**TO DO**
Set down exactly the lines below between the line holding "at the ends." and the line holding "if let Some(n) = normals.last_mut()", inclusive; no other line belongs in the answer.

Saved entries
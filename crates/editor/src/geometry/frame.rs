//! Per-sample tangents and horizontal normals of a serie polyline.

use glam::{DVec2, DVec3};
use shared::Point3D;

use super::vector::{from_dvec3, to_dvec3};
use super::{GeometryError, EPSILON};

/// Unit normals and tangents, one per serie point.
#[derive(Debug, Clone, PartialEq)]
pub struct SerieFrames {
    pub normals: Vec<Point3D>,
    pub tangents: Vec<Point3D>,
}

/// Finite-difference frames: central differences inside, one-sided at the ends.
///
/// The tangent is the unit 3D direction; the normal is the unit left normal of
/// its planar projection, `(-t.y, t.x, 0)`.
pub fn compute_normals_and_tangents(serie: &[Point3D]) -> Result<SerieFrames, GeometryError> {
    let n = serie.len();
    if n < 2 {
        return Err(GeometryError::TooFewPoints { needed: 2, got: n });
    }

    let mut normals = Vec::with_capacity(n);
    let mut tangents = Vec::with_capacity(n);
    for i in 0..n {
        let (a, b) = if i == 0 {
            (serie[0], serie[1])
        } else if i == n - 1 {
            (serie[n - 2], serie[n - 1])
        } else {
            (serie[i - 1], serie[i + 1])
        };
        let d: DVec3 = to_dvec3(b) - to_dvec3(a);
        let planar = DVec2::new(d.x, d.y);
        if planar.length() < EPSILON {
            return Err(GeometryError::ZeroTangent { index: i });
        }
        let normal = planar.normalize().perp();
        tangents.push(from_dvec3(d.normalize()));
        normals.push(Point3D::planar(normal.x, normal.y));
    }

    Ok(SerieFrames { normals, tangents })
}

/// Overwrite the end normals with the reference line's end normals, negated
/// when `flip` is set (curve traversed against the reference direction).
pub fn pin_end_normals(normals: &mut [Point3D], first: Point3D, last: Point3D, flip: bool) {
    let sign = if flip { -1.0 } else { 1.0 };
    let scaled = |p: Point3D| Point3D::new(p.x * sign, p.y * sign, p.z * sign);
    if let Some(n) = normals.first_mut() {
        *n = scaled(first);
    }
    if let Some(n) = normals.last_mut() {
        *n = scaled(last);
    }
}

#[cfg(test)]
mod tests {
    use super::*;

    #[test]
    fn test_straight_line_frames() {
        let serie: Vec<Point3D> = (0..5).map(|i| Point3D::planar(i as f64, 0.0)).collect();
        let frames = compute_normals_and_tangents(&serie).unwrap();
        for (n, t) in frames.normals.iter().zip(&frames.tangents) {
            assert!((n.y - 1.0).abs() < 1e-12 && n.x.abs() < 1e-12);
            assert!((t.x - 1.0).abs() < 1e-12);
        }
    }

    #[test]
    fn test_sloped_tangent_is_unit_and_normal_is_horizontal() {
        let serie = vec![
            Point3D::new(0.0, 0.0, 0.0),
            Point3D::new(0.0, 3.0, 4.0),
            Point3D::new(0.0, 6.0, 8.0),
        ];
        let frames = compute_normals_and_tangents(&serie).unwrap();
        let t = frames.tangents[1];
        assert!(((t.x * t.x + t.y * t.y + t.z * t.z).sqrt() - 1.0).abs() < 1e-12);
        assert!((t.z - 0.8).abs() < 1e-12);
        let n = frames.normals[1];
        assert_eq!(n.z, 0.0);
        assert!((n.x + 1.0).abs() < 1e-12);
    }

    #[test]
    fn test_vertical_step_rejected() {
        let serie = vec![Point3D::planar(0.0, 0.0), Point3D::new(0.0, 0.0, 2.0)];
        assert_eq!(
            compute_normals_and_tangents(&serie),
            Err(GeometryError::ZeroTangent { index: 0 })
        );
    }

    #[test]
    fn test_pin_end_normals_with_flip() {
        let mut normals = vec![Point3D::planar(0.0, 1.0); 4];
        pin_end_normals(
            &mut normals,
            Point3D::planar(1.0, 0.0),
            Point3D::planar(0.0, -1.0),
            true,
        );
        assert_eq!(normals[0], Point3D::planar(-1.0, 0.0));
        assert_eq!(normals[3], Point3D::planar(0.0, 1.0));
        assert_eq!(normals[1], Point3D::planar(0.0, 1.0));
    }
}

**FINISHED TASK**
/// Finite-difference frames: central differences inside, one-sided at the ends.
///
/// The tangent is the unit 3D direction; the normal is the unit left normal of
/// its planar projection, `(-t.y, t.x, 0)`.
pub fn compute_normals_and_tangents(serie: &[Point3D]) -> Result<SerieFrames, GeometryError> {
    let n = serie.len();
    if n < 2 {
        return Err(GeometryError::TooFewPoints { needed: 2, got: n });
    }

    let mut normals = Vec::with_capacity(n);
    let mut tangents = Vec::with_capacity(n);
    for i in 0..n {
        let (a, b) = if i == 0 {
            (serie[0], serie[1])
        } else if i == n - 1 {
            (serie[n - 2], serie[n - 1])
        } else {
            (serie[i - 1], serie[i + 1])
        };
        let d: DVec3 = to_dvec3(b) - to_dvec3(a);
        let planar = DVec2::new(d.x, d.y);
        if planar.length() < EPSILON {
            return Err(GeometryError::ZeroTangent { index: i });
        }
        let normal = planar.normalize().perp();
        tangents.push(from_dvec3(d.normalize()));
        normals.push(Point3D::planar(normal.x, normal.y));
    }

    Ok(SerieFrames { normals, tangents })
}

/// Overwrite the end normals with the reference line's end normals, negated
/// when `flip` is set (curve traversed against the reference direction).
pub fn pin_end_normals(normals: &mut [Point3D], first: Point3D, last: Point3D, flip: bool) {
    let sign = if flip { -1.0 } else { 1.0 };
    let scaled = |p: Point3D| Point3D::new(p.x * sign, p.y * sign, p.z * sign);
    if let Some(n) = normals.first_mut() {
        *n = scaled(first);
    }
    if let Some(n) = normals.last_mut() {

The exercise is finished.